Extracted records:
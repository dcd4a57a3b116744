//! Single-writer sequencer for the ledger
//!
//! All mutations funnel through one Tokio task, so they are applied one at a
//! time in mailbox order. Reads go straight to the shared ledger under a
//! read lock and never wait behind the mailbox.
//!
//! # Architecture
//!
//! ```text
//! ┌──────────────────────────────────────────────────────┐
//! │             SequencerHandle (Clone)                   │
//! │   async mutators ──┐          read(|ledger| ...) ─┐   │
//! └────────────────────┼──────────────────────────────┼───┘
//!                      │ mpsc::channel (bounded)      │
//!                      ▼                              │
//! ┌──────────────────────────────────────────────────┐ │
//! │              Sequencer (Single Task)              │ │
//! │   write lock → apply → StateStore::save()         │ │
//! └─────────────────────┬────────────────────────────┘ │
//!                       ▼                              ▼
//!            Arc<RwLock<TimelockLedger>> ◄──────────────┘
//! ```

use crate::{
    clock::TickSource,
    config::Config,
    ledger::TimelockLedger,
    storage::StateStore,
    types::{Amount, LockInfo, Principal, Tick, TransactionKind, TransactionRecord},
    Error, Result,
};
use parking_lot::RwLock;
use std::sync::Arc;
use tokio::sync::{mpsc, oneshot};

type Reply<T> = oneshot::Sender<Result<T>>;

/// Mutation sent to the sequencer
#[derive(Debug)]
pub enum Command {
    /// Deposit available funds
    Deposit {
        caller: Principal,
        amount: Amount,
        response: Reply<()>,
    },

    /// Deposit into a tranche
    DepositLocked {
        caller: Principal,
        amount: Amount,
        release_tick: Tick,
        response: Reply<()>,
    },

    /// Set an account's unlock tick
    SetUnlockHeight {
        caller: Principal,
        principal: Principal,
        height: Tick,
        response: Reply<()>,
    },

    /// Carve a tranche out of the unallocated balance
    AddTier {
        caller: Principal,
        amount: Amount,
        release_tick: Tick,
        response: Reply<()>,
    },

    /// Withdraw unlocked funds
    Withdraw {
        caller: Principal,
        amount: Amount,
        response: Reply<()>,
    },

    /// Withdraw everything released
    WithdrawReleased {
        caller: Principal,
        response: Reply<Amount>,
    },

    /// Withdraw early under penalty
    EmergencyWithdraw {
        caller: Principal,
        amount: Amount,
        response: Reply<Amount>,
    },

    /// Choose interest rate
    SetInterestRate {
        caller: Principal,
        rate: u64,
        response: Reply<()>,
    },

    /// Record lock metadata
    SetLockData {
        caller: Principal,
        principal: Principal,
        lock: LockInfo,
        response: Reply<()>,
    },

    /// Realize accrued interest
    CreditInterest {
        caller: Principal,
        response: Reply<Amount>,
    },

    /// Append a history record on someone's behalf
    RecordTransaction {
        caller: Principal,
        principal: Principal,
        kind: TransactionKind,
        amount: Amount,
        tick: Tick,
        response: Reply<TransactionRecord>,
    },

    /// Schedule a reminder
    SetReminder {
        caller: Principal,
        message: String,
        due_tick: Tick,
        response: Reply<u64>,
    },

    /// Acknowledge a reminder
    MarkAsNotified {
        caller: Principal,
        principal: Principal,
        id: u64,
        response: Reply<()>,
    },

    /// Stop the sequencer after a final snapshot
    Shutdown { response: Reply<()> },
}

/// Task applying commands against the shared ledger
pub struct Sequencer {
    ledger: Arc<RwLock<TimelockLedger>>,
    store: Arc<dyn StateStore>,
    mailbox: mpsc::Receiver<Command>,
    persist: bool,
}

impl Sequencer {
    /// Run the sequencer loop until shutdown or until every handle is dropped
    pub async fn run(mut self) {
        while let Some(command) = self.mailbox.recv().await {
            match command {
                Command::Shutdown { response } => {
                    let result = self.persist_now();
                    tracing::info!("Sequencer shutting down");
                    let _ = response.send(result);
                    return;
                }
                command => self.handle(command),
            }
        }
        tracing::info!("Sequencer mailbox closed");
    }

    fn handle(&self, command: Command) {
        match command {
            Command::Deposit {
                caller,
                amount,
                response,
            } => {
                let _ = response.send(self.apply(|l| l.deposit(&caller, amount)));
            }

            Command::DepositLocked {
                caller,
                amount,
                release_tick,
                response,
            } => {
                let result = self.apply(|l| l.deposit_locked(&caller, amount, release_tick));
                let _ = response.send(result);
            }

            Command::SetUnlockHeight {
                caller,
                principal,
                height,
                response,
            } => {
                let result = self.apply(|l| l.set_unlock_height(&caller, &principal, height));
                let _ = response.send(result);
            }

            Command::AddTier {
                caller,
                amount,
                release_tick,
                response,
            } => {
                let result = self.apply(|l| l.add_tier(&caller, amount, release_tick));
                let _ = response.send(result);
            }

            Command::Withdraw {
                caller,
                amount,
                response,
            } => {
                let _ = response.send(self.apply(|l| l.withdraw(&caller, amount)));
            }

            Command::WithdrawReleased { caller, response } => {
                let _ = response.send(self.apply(|l| l.withdraw_released(&caller)));
            }

            Command::EmergencyWithdraw {
                caller,
                amount,
                response,
            } => {
                let _ = response.send(self.apply(|l| l.emergency_withdraw(&caller, amount)));
            }

            Command::SetInterestRate {
                caller,
                rate,
                response,
            } => {
                let _ = response.send(self.apply(|l| l.set_interest_rate(&caller, rate)));
            }

            Command::SetLockData {
                caller,
                principal,
                lock,
                response,
            } => {
                let result = self.apply(|l| l.set_lock_data(&caller, &principal, lock));
                let _ = response.send(result);
            }

            Command::CreditInterest { caller, response } => {
                let _ = response.send(self.apply(|l| l.credit_interest(&caller)));
            }

            Command::RecordTransaction {
                caller,
                principal,
                kind,
                amount,
                tick,
                response,
            } => {
                let result =
                    self.apply(|l| l.record_transaction(&caller, &principal, kind, amount, tick));
                let _ = response.send(result);
            }

            Command::SetReminder {
                caller,
                message,
                due_tick,
                response,
            } => {
                let result = self.apply(|l| l.set_reminder(&caller, &message, due_tick));
                let _ = response.send(result);
            }

            Command::MarkAsNotified {
                caller,
                principal,
                id,
                response,
            } => {
                let result = self.apply(|l| l.mark_as_notified(&caller, &principal, id));
                let _ = response.send(result);
            }

            Command::Shutdown { .. } => {
                // Handled in run loop
            }
        }
    }

    /// Apply one mutation and persist the resulting state.
    ///
    /// If the snapshot cannot be saved the write is rolled back before the
    /// error is returned, so memory never runs ahead of the store.
    fn apply<T>(&self, op: impl FnOnce(&mut TimelockLedger) -> Result<T>) -> Result<T> {
        let mut ledger = self.ledger.write();
        if !self.persist {
            return op(&mut ledger);
        }

        let checkpoint = ledger.checkpoint();
        let value = op(&mut ledger)?;
        if let Err(e) = self.store.save(ledger.state()) {
            tracing::error!(error = %e, "Snapshot persist failed, rolling back write");
            ledger.rollback(checkpoint);
            return Err(e);
        }
        Ok(value)
    }

    fn persist_now(&self) -> Result<()> {
        if !self.persist {
            return Ok(());
        }
        self.store.save(self.ledger.read().state())
    }
}

/// Handle for submitting commands and reading ledger state
#[derive(Clone)]
pub struct SequencerHandle {
    sender: mpsc::Sender<Command>,
    ledger: Arc<RwLock<TimelockLedger>>,
}

impl std::fmt::Debug for SequencerHandle {
    fn fmt(&self, f: &mut std::fmt::Formatter<'_>) -> std::fmt::Result {
        f.debug_struct("SequencerHandle")
            .field("closed", &self.sender.is_closed())
            .finish()
    }
}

-- Task instructions --
Filter the entries and keep only the lines holding "TransactionRecord".

-- Answer area --
    types::{Amount, LockInfo, Principal, Tick, TransactionKind, TransactionRecord},
        response: Reply<TransactionRecord>,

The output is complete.